▶ **Work task**:
Whenever a line of the entries below holds the string "other", copy that line and return it.

▶ **Dataset records**:
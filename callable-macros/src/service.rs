//! The `#[service]` attribute macro.

use proc_macro::TokenStream;
use proc_macro2::TokenStream as TokenStream2;
use quote::quote;
use syn::{
    FnArg, GenericArgument, Ident, ItemFn, LitInt, LitStr, Pat, PathArguments, ReturnType, Token,
    Type,
    parse::{Parse, ParseStream},
    parse_macro_input,
};

/// Arguments for the `#[service]` macro.
pub(crate) struct ServiceArgs {
    pub name: Option<String>,
    pub arity: Option<usize>,
    pub keywords: bool,
}

impl Parse for ServiceArgs {
    fn parse(input: ParseStream) -> syn::Result<Self> {
        let mut name = None;
        let mut arity = None;
        let mut keywords = false;

        while !input.is_empty() {
            let ident: Ident = input.parse()?;

            match ident.to_string().as_str() {
                "name" => {
                    input.parse::<Token![=]>()?;
                    let lit: LitStr = input.parse()?;
                    name = Some(lit.value());
                }
                "arity" => {
                    input.parse::<Token![=]>()?;
                    let lit: LitInt = input.parse()?;
                    arity = Some(lit.base10_parse()?);
                }
                "keywords" => {
                    keywords = true;
                }
                other => {
                    return Err(syn::Error::new(
                        ident.span(),
                        format!("unknown attribute: {}", other),
                    ));
                }
            }

            if input.peek(Token![,]) {
                input.parse::<Token![,]>()?;
            }
        }

        Ok(ServiceArgs {
            name,
            arity,
            keywords,
        })
    }
}

/// A value parameter of the service function.
struct Field<'a> {
    ident: &'a Ident,
    ty: &'a Type,
    optional: bool,
}

/// Implementation of the `#[service]` attribute macro.
pub fn service_impl(attr: TokenStream, item: TokenStream) -> TokenStream {
    let args = parse_macro_input!(attr as ServiceArgs);
    let input = parse_macro_input!(item as ItemFn);

    match expand(&args, &input) {
        Ok(expanded) => TokenStream::from(expanded),
        Err(err) => err.to_compile_error().into(),
    }
}

fn expand(args: &ServiceArgs, input: &ItemFn) -> syn::Result<TokenStream2> {
    let fn_name = &input.sig.ident;
    let fn_vis = &input.vis;
    let fn_block = &input.block;

    if let Some(asyncness) = &input.sig.asyncness {
        return Err(syn::Error::new_spanned(
            asyncness,
            "Service function must not be async",
        ));
    }
    if !input.sig.generics.params.is_empty() {
        return Err(syn::Error::new_spanned(
            &input.sig.generics,
            "Service function cannot be generic",
        ));
    }

    let mut fields: Vec<Field<'_>> = Vec::new();
    let mut callback = None;

    for arg in &input.sig.inputs {
        let pat_type = match arg {
            FnArg::Typed(pat_type) => pat_type,
            FnArg::Receiver(receiver) => {
                return Err(syn::Error::new_spanned(
                    receiver,
                    "Service function cannot take `self`",
                ));
            }
        };

        if is_callback(&pat_type.ty) {
            if callback.is_some() {
                return Err(syn::Error::new_spanned(
                    pat_type,
                    "Service function takes at most one callback",
                ));
            }
            callback = Some(&pat_type.pat);
            continue;
        }

        let ident = match &*pat_type.pat {
            Pat::Ident(pat_ident) => &pat_ident.ident,
            other => {
                return Err(syn::Error::new_spanned(
                    other,
                    "Service parameters must be plain identifiers",
                ));
            }
        };

        let optional = option_inner(&pat_type.ty).is_some();
        if !args.keywords && !optional && fields.iter().any(|field| field.optional) {
            return Err(syn::Error::new_spanned(
                pat_type,
                "Required positional parameters must come before optional ones",
            ));
        }

        fields.push(Field {
            ident,
            ty: &pat_type.ty,
            optional,
        });
    }

    let struct_name = if let Some(ref custom_name) = args.name {
        Ident::new(custom_name, fn_name.span())
    } else {
        fn_name.clone()
    };
    let name_str = struct_name.to_string();

    let field_idents: Vec<_> = fields.iter().map(|f| f.ident).collect();
    let field_types: Vec<_> = fields.iter().map(|f| f.ty).collect();

    let (spec, bindings) = if args.keywords {
        keyword_binding(&fields)
    } else {
        positional_binding(&fields)
    };

    let arity_const = args.arity.map(|n| {
        quote! {
            const ARITY: ::callable::Arity = ::callable::Arity::optional(#n);
        }
    });

    let callback_binding = match callback {
        Some(pat) => quote! { let #pat = __callback; },
        None => quote! { let _ = __callback; },
    };

    let (output, body) = match &input.sig.output {
        ReturnType::Default => (
            quote! { () },
            quote! {
                (move || #fn_block)();
                ::core::result::Result::Ok(())
            },
        ),
        ReturnType::Type(_, ty) => match result_parts(ty) {
            Some((ok, Some(err))) if is_failure(err) => (quote! { #ok }, quote! { #fn_block }),
            Some((ok, _)) => (
                quote! { #ok },
                quote! {
                    let __result: #ty = (move || -> #ty #fn_block)();
                    __result.map_err(::callable::Failure::custom)
                },
            ),
            None => (
                quote! { #ty },
                quote! {
                    let __output: #ty = (move || -> #ty #fn_block)();
                    ::core::result::Result::Ok(__output)
                },
            ),
        },
    };

    Ok(quote! {
        #[allow(non_camel_case_types)]
        #[doc = concat!("Auto-generated Callable from `#[callable::service]` on `", stringify!(#fn_name), "`")]
        #fn_vis struct #struct_name {
            #(#field_idents: #field_types,)*
        }

        impl ::callable::Callable for #struct_name {
            type Output = #output;

            #arity_const

            fn name() -> &'static str {
                #name_str
            }

            #[allow(unused_variables)]
            fn construct(
                __params: ::callable::Params,
                _: ::core::option::Option<::callable::Callback<'_>>,
            ) -> ::core::result::Result<Self, ::callable::Failure> {
                const SPEC: ::callable::ParamSpec = #spec;
                let __bound = __params.bind(&SPEC)?;
                #(#bindings)*
                ::core::result::Result::Ok(Self { #(#field_idents,)* })
            }

            #[allow(unused_variables)]
            fn call(
                self,
                __callback: ::core::option::Option<::callable::Callback<'_>>,
            ) -> ::core::result::Result<Self::Output, ::callable::Failure> {
                let Self { #(#field_idents,)* } = self;
                #callback_binding
                #body
            }
        }
    })
}

fn positional_binding(fields: &[Field<'_>]) -> (TokenStream2, Vec<TokenStream2>) {
    let required = fields.iter().filter(|f| !f.optional).count();
    let optional = fields.len() - required;
    let spec = quote! { ::callable::ParamSpec::positional(#required, #optional) };

    let bindings = fields
        .iter()
        .enumerate()
        .map(|(index, field)| {
            let ident = field.ident;
            let ty = field.ty;
            if field.optional {
                quote! { let #ident: #ty = __bound.arg_opt(#index)?; }
            } else {
                quote! { let #ident: #ty = __bound.arg(#index)?; }
            }
        })
        .collect();

    (spec, bindings)
}

fn keyword_binding(fields: &[Field<'_>]) -> (TokenStream2, Vec<TokenStream2>) {
    let keywords = fields.iter().map(|field| {
        let name = field.ident.to_string();
        if field.optional {
            quote! { ::callable::Keyword::optional(#name) }
        } else {
            quote! { ::callable::Keyword::required(#name) }
        }
    });
    let spec = quote! { ::callable::ParamSpec::NONE.with_keywords(&[#(#keywords),*]) };

    let bindings = fields
        .iter()
        .map(|field| {
            let ident = field.ident;
            let ty = field.ty;
            let name = ident.to_string();
            if field.optional {
                quote! { let #ident: #ty = __bound.keyword_opt(#name)?; }
            } else {
                quote! { let #ident: #ty = __bound.keyword(#name)?; }
            }
        })
        .collect();

    (spec, bindings)
}

/// The generic type arguments of a type path whose last segment is `wrapper`.
fn generics<'a>(ty: &'a Type, wrapper: &str) -> Option<Vec<&'a Type>> {
    let Type::Path(type_path) = ty else {
        return None;
    };
    let segment = type_path.path.segments.last()?;
    if segment.ident != wrapper {
        return None;
    }
    let PathArguments::AngleBracketed(generics) = &segment.arguments else {
        return None;
    };
    let types = generics
        .args
        .iter()
        .filter_map(|arg| match arg {
            GenericArgument::Type(ty) => Some(ty),
            _ => None,
        })
        .collect();
    Some(types)
}

fn option_inner(ty: &Type) -> Option<&Type> {
    generics(ty, "Option")?.first().copied()
}

/// `Option<Callback<'_>>`.
fn is_callback(ty: &Type) -> bool {
    let Some(Type::Path(inner)) = option_inner(ty) else {
        return false;
    };
    inner
        .path
        .segments
        .last()
        .is_some_and(|segment| segment.ident == "Callback")
}

/// `T` and, when spelled out, `E` of a `Result<T, E>` return type.
///
/// Aliases such as `io::Result<T>` carry no error type.
fn result_parts(ty: &Type) -> Option<(&Type, Option<&Type>)> {
    let types = generics(ty, "Result")?;
    let ok = types.first().copied()?;
    Some((ok, types.get(1).copied()))
}

fn is_failure(ty: &Type) -> bool {
    let Type::Path(type_path) = ty else {
        return false;
    };
    type_path
        .path
        .segments
        .last()
        .is_some_and(|segment| segment.ident == "Failure")
}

▶ **Answer to this task**:
                other => {
                        format!("unknown attribute: {}", other),
            other => {
                    other,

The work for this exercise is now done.